Consideration and respect for others is just as important in the online text-based environment as it is face-to-face, though if we can't see or hear each other effective communication takes a little more effort. There are lots of 'netiquette' guidelines available online but the main things to keep in mind are:

  1. Participate
    Be 'seen' and be 'heard'. Join in or you'll be invisible!
  2. Share
    The more you put in the more you will get out! Help yourself by helping others by sharing information, ideas, questions and tips; this will encourage others to do the same.
  3. Brief and to the point
    Don't ramble on - it's a discussion! Messages should be concise no more than a 'screenful', to the point and relevant to the discussion topic to encourage responses.
  4. Use meaningful titles
    Does it do what it says on the 'tin'? Make sure the title expresses closely what the message is about.

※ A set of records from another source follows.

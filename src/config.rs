//! Engine configuration as read from the host's static config document.
//!
//! Field spellings follow the document the host ships (camelCase switches,
//! `VoidConflicts` and `ManualAdd` capitalized); every field defaults so a
//! partial document still parses. The configuration is a plain value handed
//! to [`crate::engine::run`] — there is no process-wide state.

use crate::catalog::identity::ItemId;
use anyhow::{Context, Result};
use serde::Deserialize;
use std::collections::BTreeSet;
use std::fs;
use std::path::Path;

#[derive(Clone, Debug, Deserialize)]
#[serde(default, rename_all = "camelCase")]
pub struct EngineConfig {
    /// Gates the whole run; disabled means the engine does no work at all.
    pub enabled: bool,
    /// Per-event messages when on, per-pass summaries when off.
    pub verbose_logging: bool,
    pub second_pass: bool,
    pub inherit_base_conflicts: bool,
    pub inherit_clone_conflicts: bool,
    /// Ids excluded from all grants and edits, as owner or as granted id.
    pub blacklist: BTreeSet<ItemId>,
    /// Owners exempted from proprietary-slot protection.
    pub whitelist: BTreeSet<ItemId>,
    /// Ids that must never be inherited as conflicts.
    #[serde(rename = "VoidConflicts")]
    pub void_conflicts: BTreeSet<ItemId>,
    /// Ordered attachment/target pairs applied after the automatic rules.
    #[serde(rename = "ManualAdd")]
    pub manual_add: Vec<ManualAddEntry>,
}

impl Default for EngineConfig {
    fn default() -> Self {
        Self {
            enabled: true,
            verbose_logging: false,
            second_pass: true,
            inherit_base_conflicts: true,
            inherit_clone_conflicts: true,
            blacklist: BTreeSet::new(),
            whitelist: BTreeSet::new(),
            void_conflicts: BTreeSet::new(),
            manual_add: Vec::new(),
        }
    }
}

#[derive(Clone, Debug, Deserialize)]
#[serde(rename_all = "camelCase")]
/// One configured attachment/target pair.
///
/// Missing ids parse as empty strings rather than failing the whole
/// document; the engine rejects such entries with a warning at run time.
pub struct ManualAddEntry {
    #[serde(default = "empty_id")]
    pub attachment_id: ItemId,
    #[serde(default = "empty_id")]
    pub target_item_id: ItemId,
}

fn empty_id() -> ItemId {
    ItemId(String::new())
}

/// Read and parse a configuration document from disk.
pub fn load_config_from_path(path: &Path) -> Result<EngineConfig> {
    let data =
        fs::read_to_string(path).with_context(|| format!("reading {}", path.display()))?;
    let config: EngineConfig = serde_json::from_str(&data)
        .with_context(|| format!("parsing config {}", path.display()))?;
    Ok(config)
}

#[cfg(test)]
mod tests {
    use super::*;
    use serde_json::json;
    use std::io::Write;
    use tempfile::NamedTempFile;

    #[test]
    fn defaults_enable_everything_but_verbosity() {
        let config = EngineConfig::default();
        assert!(config.enabled);
        assert!(!config.verbose_logging);
        assert!(config.second_pass);
        assert!(config.inherit_base_conflicts);
        assert!(config.inherit_clone_conflicts);
        assert!(config.blacklist.is_empty());
        assert!(config.manual_add.is_empty());
    }

    #[test]
    fn parses_host_document_spellings() {
        let config: EngineConfig = serde_json::from_value(json!({
            "enabled": true,
            "verboseLogging": true,
            "secondPass": false,
            "inheritBaseConflicts": false,
            "inheritCloneConflicts": true,
            "blacklist": ["item_a"],
            "whitelist": ["item_b"],
            "VoidConflicts": ["item_c"],
            "ManualAdd": [{"attachmentId": "item_d", "targetItemId": "item_e"}]
        }))
        .unwrap();

        assert!(config.verbose_logging);
        assert!(!config.second_pass);
        assert!(!config.inherit_base_conflicts);
        assert!(config.blacklist.contains(&ItemId("item_a".to_string())));
        assert!(config.void_conflicts.contains(&ItemId("item_c".to_string())));
        assert_eq!(config.manual_add.len(), 1);
        assert_eq!(config.manual_add[0].attachment_id.as_str(), "item_d");
        assert_eq!(config.manual_add[0].target_item_id.as_str(), "item_e");
    }

    #[test]
    fn partial_document_parses_with_defaults() {
        let config: EngineConfig = serde_json::from_value(json!({"enabled": false})).unwrap();
        assert!(!config.enabled);
        assert!(config.second_pass);
    }

    #[test]
    fn malformed_manual_entry_parses_as_empty_ids() {
        let config: EngineConfig = serde_json::from_value(json!({
            "ManualAdd": [{"targetItemId": "item_e"}]
        }))
        .unwrap();
        assert_eq!(config.manual_add[0].attachment_id.as_str(), "");
        assert_eq!(config.manual_add[0].target_item_id.as_str(), "item_e");
    }

    #[test]
    fn load_config_round_trips_through_disk() {
        let mut file = NamedTempFile::new().expect("temp file");
        write!(file, "{}", json!({"verboseLogging": true, "blacklist": ["x"]}))
            .expect("write fixture");

        let config = load_config_from_path(file.path()).expect("load config");
        assert!(config.verbose_logging);
        assert!(config.blacklist.contains(&ItemId("x".to_string())));
    }
}
//! Compatibility inference and propagation engine for game item catalogs.
//!
//! Items added by external content packs only interoperate with items from
//! the same pack, because slot filters and conflict lists are authored
//! against a closed id set. This crate infers the relationships nobody
//! declared — clone edges by exact name match, caliber groups, closed-slot
//! protection — and propagates grants and restrictions across them, mutating
//! the caller's catalog in place over at most two passes.
//!
//! The host supplies the catalog, a role-membership query, reference text
//! for diagnostics, and a configuration value; [`engine::run`] returns the
//! per-pass and total edit counters. The engine itself never fails and
//! performs no I/O; the `load_*_from_path` helpers exist for hosts that keep
//! these documents on disk.

pub mod catalog;
pub mod config;
pub mod engine;
pub mod locale;
pub mod manual;
pub mod propagate;
pub mod proprietary;

pub use catalog::{
    Caliber, CaliberIndex, CloneIndex, Item, ItemCatalog, ItemId, ItemOrigin, ItemRole,
    ORIGINAL_RESOURCE_PREFIX, RoleProvider, Slot, SlotKind, SlotName, StaticRoles,
    load_catalog_from_path, origin_of,
};
pub use config::{EngineConfig, ManualAddEntry, load_config_from_path};
pub use engine::{PassOutcome, RunSummary, run};
pub use locale::{LocaleText, UNKNOWN_NAME};
pub use propagate::{GrantCounters, PassContext};
pub use proprietary::{ProprietarySet, is_proprietary_filter};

  5. Check before you click
    Mean what you say and say what you mean! Read your messages before posting to check for anything that might give the wrong impression.
  6. Smile
    Online messages can often seem abrupt because you can't use your voice, facial expressions or physical gestures to convey how they should be interpreted. Help people to 'see' you by explaining your ideas as fully as possible and, if appropriate, use an 'emoticon'? to let them know when you're joking or being ironic.
  7. Respect
    Think carefully about how you present your ideas and how you might indicate disagreement with ideas presented by others without causing offence. If you're unsure how your message will be received ask for feedback and use capitals with caution as people might think you're SHOUTING. Above all don't be rude.